--- Data extract ---
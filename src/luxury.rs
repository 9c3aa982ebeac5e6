// 该文件是 Jinyi （锦衣） 项目的一部分。
// src/luxury.rs - 奢华度评估
//
// 本文件根据 Apache 许可证第 2.0 版（以下简称“许可证”）授权使用；
// 除非遵守该许可证条款，否则您不得使用本文件。
// 您可通过以下网址获取许可证副本：
// http://www.apache.org/licenses/LICENSE-2.0
// 除非适用法律要求或书面同意，根据本许可协议分发的软件均按“原样”提供，
// 不附带任何形式的明示或暗示的保证或条件。
// 有关许可权限与限制的具体条款，请参阅本许可协议。
//
// Copyright (C) 2026 Johann Li <me@qinka.pro>, Wareless Group

use serde::{Deserialize, Serialize};
use tracing::debug;

use crate::model::Analysis;

/// 参与评估的属性及其已知取值
pub const LUXURY_ATTRIBUTES: [(&str, &[&str]); 9] = [
  ("collar_design", &["notched", "peak", "shawl", "mandarin"]),
  (
    "button_material",
    &["horn", "mother_of_pearl", "metal", "fabric_covered"],
  ),
  (
    "construction",
    &["hand_finished", "machine_finished", "bonded"],
  ),
  ("fit_type", &["slim", "regular", "oversized", "tailored"]),
  (
    "fabric_weight",
    &["lightweight", "medium_weight", "heavy_weight"],
  ),
  ("texture", &["smooth", "textured", "embossed", "brushed"]),
  ("seam_type", &["flat_fell", "french", "overlocked", "pinked"]),
  ("lining_type", &["full_lined", "half_lined", "unlined"]),
  ("hardware_finish", &["polished", "brushed", "antique", "matte"]),
];

pub const HIGH_VALUE_INDICATORS: [&str; 6] = [
  "hand_finished",
  "horn",
  "peak",
  "tailored",
  "french",
  "full_lined",
];
pub const MEDIUM_VALUE_INDICATORS: [&str; 4] = ["notched", "metal", "slim", "flat_fell"];

/// 属性置信度必须严格大于该值才计分
pub const INDICATOR_CONFIDENCE_THRESHOLD: f32 = 0.8;
pub const HIGH_VALUE_POINTS: u32 = 20;
pub const MEDIUM_VALUE_POINTS: u32 = 10;
pub const MAX_LUXURY_SCORE: u32 = 100;

const ULTRA_LUXURY_MIN: u32 = 80;
const LUXURY_MIN: u32 = 60;
const PREMIUM_MIN: u32 = 40;

#[derive(Debug, Clone, Copy, PartialEq, Eq, PartialOrd, Ord, Serialize, Deserialize)]
#[serde(rename_all = "snake_case")]
pub enum QualityTier {
  Contemporary,
  Premium,
  Luxury,
  UltraLuxury,
}

impl QualityTier {
  pub fn as_str(&self) -> &'static str {
    match self {
      QualityTier::Contemporary => "contemporary",
      QualityTier::Premium => "premium",
      QualityTier::Luxury => "luxury",
      QualityTier::UltraLuxury => "ultra_luxury",
    }
  }
}

impl std::fmt::Display for QualityTier {
  fn fmt(&self, f: &mut std::fmt::Formatter<'_>) -> std::fmt::Result {
    f.write_str(self.as_str())
  }
}

#[derive(Debug, Clone, PartialEq, Eq, Serialize, Deserialize)]
pub struct LuxuryAssessment {
  pub luxury_score: u32,
  pub luxury_indicators: Vec<String>,
  pub quality_tier: QualityTier,
}

pub fn is_luxury_attribute(name: &str) -> bool {
  LUXURY_ATTRIBUTES.iter().any(|(attr, _)| *attr == name)
}

/// 单个取值的分数，不在两张表中的取值不计分
pub fn indicator_points(value: &str) -> Option<u32> {
  if HIGH_VALUE_INDICATORS.contains(&value) {
    Some(HIGH_VALUE_POINTS)
  } else if MEDIUM_VALUE_INDICATORS.contains(&value) {
    Some(MEDIUM_VALUE_POINTS)
  } else {
    None
  }
}

pub fn clamp_score(score: u32) -> u32 {
  score.min(MAX_LUXURY_SCORE)
}

/// 分数到等级的阶梯函数，恰好落在阈值上的分数归入更高一级
pub fn determine_quality_tier(score: u32) -> QualityTier {
  if score >= ULTRA_LUXURY_MIN {
    QualityTier::UltraLuxury
  } else if score >= LUXURY_MIN {
    QualityTier::Luxury
  } else if score >= PREMIUM_MIN {
    QualityTier::Premium
  } else {
    QualityTier::Contemporary
  }
}

pub fn extract_luxury_indicators(analysis: &Analysis) -> LuxuryAssessment {
  let mut score = 0u32;
  let mut indicators = Vec::new();

  for garment in &analysis.garments {
    for (name, reading) in &garment.attributes {
      // NaN 置信度不计分
      if !is_luxury_attribute(name)
        || reading.confidence.is_nan()
        || reading.confidence <= INDICATOR_CONFIDENCE_THRESHOLD
      {
        continue;
      }
      if let Some(points) = indicator_points(&reading.value) {
        score = score.saturating_add(points);
        indicators.push(format!("{}: {}", name, reading.value));
      }
    }
  }

  debug!("奢华度原始分数: {}, 指标数量: {}", score, indicators.len());

  LuxuryAssessment {
    luxury_score: clamp_score(score),
    luxury_indicators: indicators,
    quality_tier: determine_quality_tier(score),
  }
}
// 该文件是 Jinyi （锦衣） 项目的一部分。
// src/output/json_output.rs - JSON 结果输出
//
// 本文件根据 Apache 许可证第 2.0 版（以下简称“许可证”）授权使用；
// 除非遵守该许可证条款，否则您不得使用本文件。
// 您可通过以下网址获取许可证副本：
// http://www.apache.org/licenses/LICENSE-2.0
// 除非适用法律要求或书面同意，根据本许可协议分发的软件均按“原样”提供，
// 不附带任何形式的明示或暗示的保证或条件。
// 有关许可权限与限制的具体条款，请参阅本许可协议。
//
// Copyright (C) 2026 Johann Li <me@qinka.pro>, Wareless Group

use std::{
  io::Write,
  path::{Path, PathBuf},
};

use serde::Serialize;
use thiserror::Error;
use tracing::info;
use url::Url;

use crate::{
  FromUrl, FromUrlWithScheme,
  output::{Render, Report},
  url_file_path,
};

const STDOUT_PATH: &str = "-";

#[derive(Error, Debug)]
pub enum JsonOutputError {
  #[error("I/O 错误: {0}")]
  IoError(#[from] std::io::Error),
  #[error("JSON 序列化错误: {0}")]
  SerializeError(#[from] serde_json::Error),
  #[error("URI 方案不匹配: {0}")]
  SchemeMismatch(String),
}

#[derive(Debug, Clone, PartialEq, Eq)]
pub enum JsonTarget {
  Stdout,
  File(PathBuf),
}

/// `json:-` 写到标准输出，`json:<路径>` 写到文件；`?pretty` 缩进输出
#[derive(Debug, Clone)]
pub struct JsonOutput {
  target: JsonTarget,
  pretty: bool,
}

impl FromUrlWithScheme for JsonOutput {
  const SCHEME: &'static str = "json";
}

impl FromUrl for JsonOutput {
  type Error = JsonOutputError;

  fn from_url(uri: &Url) -> Result<Self, Self::Error> {
    if uri.scheme() != Self::SCHEME {
      return Err(JsonOutputError::SchemeMismatch(format!(
        "期望输出方式 '{}', 实际输出方式 '{}'",
        Self::SCHEME,
        uri.scheme()
      )));
    }

    let path = url_file_path(uri);
    let target = if path.is_empty() || path == STDOUT_PATH {
      JsonTarget::Stdout
    } else {
      JsonTarget::File(PathBuf::from(path))
    };
    let pretty = uri.query_pairs().any(|(k, _)| k == "pretty");

    Ok(JsonOutput { target, pretty })
  }
}

impl JsonOutput {
  pub fn stdout() -> Self {
    JsonOutput {
      target: JsonTarget::Stdout,
      pretty: false,
    }
  }

  pub fn file<P: Into<PathBuf>>(path: P) -> Self {
    JsonOutput {
      target: JsonTarget::File(path.into()),
      pretty: false,
    }
  }

  pub fn target(&self) -> &JsonTarget {
    &self.target
  }

  pub fn write_json<T: Serialize>(&self, value: &T) -> Result<(), JsonOutputError> {
    let mut text = if self.pretty {
      serde_json::to_string_pretty(value)?
    } else {
      serde_json::to_string(value)?
    };
    text.push('\n');

    match &self.target {
      JsonTarget::Stdout => {
        let mut stdout = std::io::stdout().lock();
        stdout.write_all(text.as_bytes())?;
        stdout.flush()?;
      }
      JsonTarget::File(path) => {
        if let Some(parent) = Path::new(path).parent()
          && !parent.as_os_str().is_empty()
        {
          std::fs::create_dir_all(parent)?;
        }
        std::fs::write(path, text)?;
        info!("保存结果到文件: {}", path.display());
      }
    }
    Ok(())
  }
}

/// JSON 只写结果，不使用帧
impl<F> Render<F, Report> for JsonOutput {
  type Error = JsonOutputError;

  fn render_result(&self, _frame: &F, result: &Report) -> Result<(), Self::Error> {
    self.write_json(result)
  }
}
// 该文件是 Jinyi （锦衣） 项目的一部分。
// src/task.rs - 分析任务
//
// 本文件根据 Apache 许可证第 2.0 版（以下简称“许可证”）授权使用；
// 除非遵守该许可证条款，否则您不得使用本文件。
// 您可通过以下网址获取许可证副本：
// http://www.apache.org/licenses/LICENSE-2.0
// 除非适用法律要求或书面同意，根据本许可协议分发的软件均按“原样”提供，
// 不附带任何形式的明示或暗示的保证或条件。
// 有关许可权限与限制的具体条款，请参阅本许可协议。
//
// Copyright (C) 2026 Johann Li <me@qinka.pro>, Wareless Group

use tracing::info;

use crate::{
  luxury::extract_luxury_indicators,
  model::{Analysis, Model},
  output::{Render, Report},
};

pub trait Task<I, M, O>: Sized {
  type Error;
  fn run_task(self, input: I, model: M, output: O) -> Result<(), Self::Error>;
}

/// 取第一帧推理一次，按需附带奢华度评估
#[derive(Default, Debug)]
pub struct AnalyzeTask {
  with_luxury: bool,
}

impl AnalyzeTask {
  pub fn with_luxury(mut self, with_luxury: bool) -> Self {
    self.with_luxury = with_luxury;
    self
  }

  pub fn report(&self, analysis: Analysis) -> Report {
    let luxury = self.with_luxury.then(|| {
      let assessment = extract_luxury_indicators(&analysis);
      info!(
        "奢华度: {} ({})",
        assessment.luxury_score, assessment.quality_tier
      );
      assessment
    });
    Report { analysis, luxury }
  }
}

impl<
  F,
  ME: std::error::Error + Sync + Send + 'static,
  RE: std::error::Error + Sync + Send + 'static,
  I: Iterator<Item = F>,
  M: Model<Input = F, Output = Analysis, Error = ME>,
  O: Render<F, Report, Error = RE>,
> Task<I, M, O> for AnalyzeTask
{
  type Error = anyhow::Error;

  fn run_task(self, mut input: I, mut model: M, output: O) -> Result<(), Self::Error> {
    info!("开始任务...");
    let frame = input.next().ok_or_else(|| anyhow::anyhow!("没有输入图像"))?;
    info!("输入图像获取成功，开始推理...");
    let now = std::time::Instant::now();
    let analysis = model.infer(&frame)?;
    info!(
      "推理完成，检测到 {} 件服装，耗时: {:.2?}",
      analysis.garments.len(),
      now.elapsed()
    );
    let report = self.report(analysis);
    output.render_result(&frame, &report)?;
    info!("输出完成，耗时: {:.2?}", now.elapsed());

    Ok(())
  }
}

#[cfg(test)]
mod tests {
  use super::*;
  use crate::model::{AttributeReading, Garment};
  use indexmap::IndexMap;
  use std::cell::RefCell;
  use thiserror::Error;

  #[derive(Error, Debug)]
  #[error("mock error")]
  struct MockError;

  /// 固定返回一件带峰形领的外套
  struct MockModel;

  impl Model for MockModel {
    type Input = u8;
    type Output = Analysis;
    type Error = MockError;

    fn infer(&mut self, _input: &u8) -> Result<Analysis, MockError> {
      let mut attributes = IndexMap::new();
      attributes.insert(
        "collar_design".to_string(),
        AttributeReading {
          value: "peak".to_string(),
          confidence: 0.95,
        },
      );
      Ok(Analysis::new(vec![Garment {
        category: "coat".to_string(),
        bbox: [0.0, 0.0, 1.0, 1.0],
        mask: vec![],
        attributes,
        confidence: 0.9,
      }]))
    }
  }

  #[derive(Default)]
  struct Capture {
    reports: RefCell<Vec<Report>>,
  }

  impl Render<u8, Report> for &Capture {
    type Error = MockError;

    fn render_result(&self, _frame: &u8, result: &Report) -> Result<(), MockError> {
      self.reports.borrow_mut().push(result.clone());
      Ok(())
    }
  }

  #[test]
  fn renders_analysis_without_luxury_by_default() {
    let capture = Capture::default();
    AnalyzeTask::default()
      .run_task(vec![1u8].into_iter(), MockModel, &capture)
      .unwrap();
    let reports = capture.reports.borrow();
    assert_eq!(reports.len(), 1);
    assert_eq!(reports[0].analysis.garments[0].category, "coat");
    assert!(reports[0].luxury.is_none());
  }

  #[test]
  fn embeds_luxury_when_requested() {
    let capture = Capture::default();
    AnalyzeTask::default()
      .with_luxury(true)
      .run_task(vec![1u8, 2u8].into_iter(), MockModel, &capture)
      .unwrap();
    let reports = capture.reports.borrow();
    // 只处理第一帧
    assert_eq!(reports.len(), 1);
    let luxury = reports[0].luxury.as_ref().unwrap();
    assert_eq!(luxury.luxury_score, 20);
    assert_eq!(luxury.luxury_indicators, vec!["collar_design: peak"]);
  }

  #[test]
  fn empty_input_is_error() {
    let capture = Capture::default();
    let result = AnalyzeTask::default().run_task(
      std::iter::empty::<u8>(),
      MockModel,
      &capture,
    );
    assert!(result.is_err());
    assert!(capture.reports.borrow().is_empty());
  }
}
---
## What you will do:
What you give back should be exactly the lines of the data above from the line with "const PREMIUM_MIN: u32 = 40;" through the line with "pub fn is_luxury_attribute(name: &str)", both of those included, and nothing more.

## Output:
const PREMIUM_MIN: u32 = 40;

#[derive(Debug, Clone, Copy, PartialEq, Eq, PartialOrd, Ord, Serialize, Deserialize)]
#[serde(rename_all = "snake_case")]
pub enum QualityTier {
  Contemporary,
  Premium,
  Luxury,
  UltraLuxury,
}

impl QualityTier {
  pub fn as_str(&self) -> &'static str {
    match self {
      QualityTier::Contemporary => "contemporary",
      QualityTier::Premium => "premium",
      QualityTier::Luxury => "luxury",
      QualityTier::UltraLuxury => "ultra_luxury",
    }
  }
}

impl std::fmt::Display for QualityTier {
  fn fmt(&self, f: &mut std::fmt::Formatter<'_>) -> std::fmt::Result {
    f.write_str(self.as_str())
  }
}

#[derive(Debug, Clone, PartialEq, Eq, Serialize, Deserialize)]
pub struct LuxuryAssessment {
  pub luxury_score: u32,
  pub luxury_indicators: Vec<String>,
  pub quality_tier: QualityTier,
}

pub fn is_luxury_attribute(name: &str) -> bool {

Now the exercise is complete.